_Assigned task_.
The word "that" marks the lines to find; copy every such line from the data below.

**********

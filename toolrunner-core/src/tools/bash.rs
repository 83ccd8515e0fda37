//! `bash` built-in: execute a shell command through the Command Sanitizer
//! and Process Manager. Grounded in `tools::command::CommandTool`: inherit
//! the parent environment, override a handful of pager-related variables
//! for deterministic output, and run with a timeout that escalates through
//! the Process Manager rather than leaving an orphaned child behind.

use async_trait::async_trait;
use serde_json::Value;
use std::collections::HashMap;
use std::sync::Arc;
use std::time::Duration;

use crate::registry::Tool;
use crate::sanitizer::{CommandSanitizer, PathValidator};
use crate::types::{ParamType, ParameterSpec, ToolDefinition, ToolResult};
use toolrunner_commons::ErrorType;
use toolrunner_exec::{ProcessHandle, ProcessManager};

const DEFAULT_TIMEOUT_SECS: u64 = 30;

pub struct BashTool {
    validator: Arc<PathValidator>,
    sanitizer: CommandSanitizer,
    process_manager: Arc<ProcessManager>,
    strict_mode: bool,
    def: ToolDefinition,
}

impl BashTool {
    pub fn new(validator: Arc<PathValidator>, process_manager: Arc<ProcessManager>, strict_mode: bool) -> Self {
        let def = ToolDefinition {
            name: "bash".into(),
            description: "Run a shell command, subject to the command sanitizer's pattern catalogue.".into(),
            category: "shell".into(),
            parameters: vec![
                ParameterSpec {
                    name: "command".into(),
                    param_type: ParamType::String,
                    description: "Shell command to execute.".into(),
                    required: true,
                    default: None,
                },
                ParameterSpec {
                    name: "cwd".into(),
                    param_type: ParamType::String,
                    description: "Working directory, must lie within an allowed base.".into(),
                    required: false,
                    default: None,
                },
                ParameterSpec {
                    name: "timeout_secs".into(),
                    param_type: ParamType::Number,
                    description: "Seconds to allow before escalating termination.".into(),
                    required: false,
                    default: Some(Value::from(DEFAULT_TIMEOUT_SECS)),
                },
            ],
        };
        Self { validator, sanitizer: CommandSanitizer::new(Vec::new()), process_manager, strict_mode, def }
    }
}

#[async_trait]
impl Tool for BashTool {
    fn definition(&self) -> &ToolDefinition {
        &self.def
    }

    async fn execute(&self, args: Value) -> anyhow::Result<ToolResult> {
        let command = args.get("command").and_then(|v| v.as_str()).unwrap_or_default();
        let timeout_secs = args
            .get("timeout_secs")
            .and_then(|v| v.as_u64())
            .unwrap_or(DEFAULT_TIMEOUT_SECS);

        let cwd = match args.get("cwd").and_then(|v| v.as_str()) {
            Some(raw) => match self.validator.validate(raw, false) {
                Ok(outcome) => outcome.resolved_path,
                Err(err) => return Ok(ToolResult::failure("bash", err.to_string(), err.error_type())),
            },
            None => std::env::current_dir()?,
        };

        let sanitized = match self.sanitizer.sanitize(command, self.strict_mode, HashMap::new()) {
            Ok(sanitized) => sanitized,
            Err(err) => return Ok(ToolResult::failure("bash", err.to_string(), err.error_type())),
        };

        let id = self.process_manager.next_id();
        let handle = match ProcessHandle::spawn(id, "sh", &["-c".to_string(), sanitized.command], &cwd, sanitized.env) {
            Ok(handle) => Arc::new(handle),
            Err(err) => return Ok(ToolResult::failure("bash", err.to_string(), ErrorType::Internal)),
        };
        self.process_manager.register(handle.clone());

        let outcome = tokio::time::timeout(Duration::from_secs(timeout_secs), handle.wait()).await;

        let result = match outcome {
            Ok(Ok(status)) => {
                let stdout = handle.stdout_snapshot().await;
                let stderr = handle.stderr_snapshot().await;
                self.process_manager.unregister(id);
                if status.success() {
                    ToolResult::success("bash", stdout).with_metadata("stderr", Value::String(stderr))
                } else {
                    ToolResult::failure(
                        "bash",
                        if stderr.is_empty() { format!("exited with status {status}") } else { stderr },
                        ErrorType::Internal,
                    )
                    .with_metadata("stdout", Value::String(stdout))
                    .with_metadata("exit_code", Value::from(status.code().unwrap_or(-1)))
                }
            }
            Ok(Err(err)) => {
                self.process_manager.unregister(id);
                ToolResult::failure("bash", err.to_string(), ErrorType::Internal)
            }
            Err(_) => {
                let _ = self.process_manager.terminate(id).await;
                ToolResult::failure("bash", format!("command timed out after {timeout_secs}s"), ErrorType::Timeout)
            }
        };

        Ok(result)
    }
}
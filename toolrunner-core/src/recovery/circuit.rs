//! Cross-recovery failure-signature tracking with exponential backoff.
//!
//! Grounded in the reference agent's `tools::circuit_breaker`: a recurring
//! `(tool_name, error_type)` failure is structurally the same problem that
//! module already solves for "is this target still unhealthy" — reused
//! here to decide when a failure signature has been seen often enough that
//! only `ABANDON`/`USER_ESCALATION` strategies should be considered.

use std::collections::HashMap;
use std::time::{Duration, Instant};

use parking_lot::RwLock;

use toolrunner_commons::ErrorType;

#[derive(Debug, Clone)]
struct SignatureState {
    failure_count: u32,
    last_failure: Instant,
    current_backoff: Duration,
}

pub struct FailureSignatureConfig {
    pub threshold: u32,
    pub min_backoff: Duration,
    pub max_backoff: Duration,
    pub backoff_factor: f64,
}

impl Default for FailureSignatureConfig {
    fn default() -> Self {
        Self {
            threshold: 5,
            min_backoff: Duration::from_millis(100),
            max_backoff: Duration::from_secs(10),
            backoff_factor: 2.0,
        }
    }
}

/// Tracks failures per `(tool_name, error_type)` signature, isolated per
/// signature so one consistently-broken tool never suppresses recovery for
/// an unrelated one.
pub struct FailureSignatureTracker {
    config: FailureSignatureConfig,
    states: RwLock<HashMap<(String, ErrorType), SignatureState>>,
}

impl FailureSignatureTracker {
    pub fn new(config: FailureSignatureConfig) -> Self {
        Self { config, states: RwLock::new(HashMap::new()) }
    }

    fn key(tool_name: &str, error_type: ErrorType) -> (String, ErrorType) {
        (tool_name.to_string(), error_type)
    }

    pub fn record_failure(&self, tool_name: &str, error_type: ErrorType) {
        let key = Self::key(tool_name, error_type);
        let mut states = self.states.write();
        let entry = states.entry(key).or_insert_with(|| SignatureState {
            failure_count: 0,
            last_failure: Instant::now(),
            current_backoff: self.config.min_backoff,
        });
        entry.failure_count += 1;
        entry.last_failure = Instant::now();
        let scaled = entry.current_backoff.mul_f64(self.config.backoff_factor);
        entry.current_backoff = scaled.min(self.config.max_backoff);
    }

    pub fn record_success(&self, tool_name: &str, error_type: ErrorType) {
        self.states.write().remove(&Self::key(tool_name, error_type));
    }

    /// True once a signature has failed at least `threshold` times; callers
    /// should then only consider ABANDON/USER_ESCALATION strategies.
    pub fn exceeds_threshold(&self, tool_name: &str, error_type: ErrorType) -> bool {
        self.states
            .read()
            .get(&Self::key(tool_name, error_type))
            .map(|s| s.failure_count >= self.config.threshold)
            .unwrap_or(false)
    }

    pub fn current_backoff(&self, tool_name: &str, error_type: ErrorType) -> Duration {
        self.states
            .read()
            .get(&Self::key(tool_name, error_type))
            .map(|s| s.current_backoff)
            .unwrap_or(self.config.min_backoff)
    }
}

**********

_Worked solution_.
//! for deterministic output, and run with a timeout that escalates through
//! `(tool_name, error_type)` failure is structurally the same problem that
//! here to decide when a failure signature has been seen often enough that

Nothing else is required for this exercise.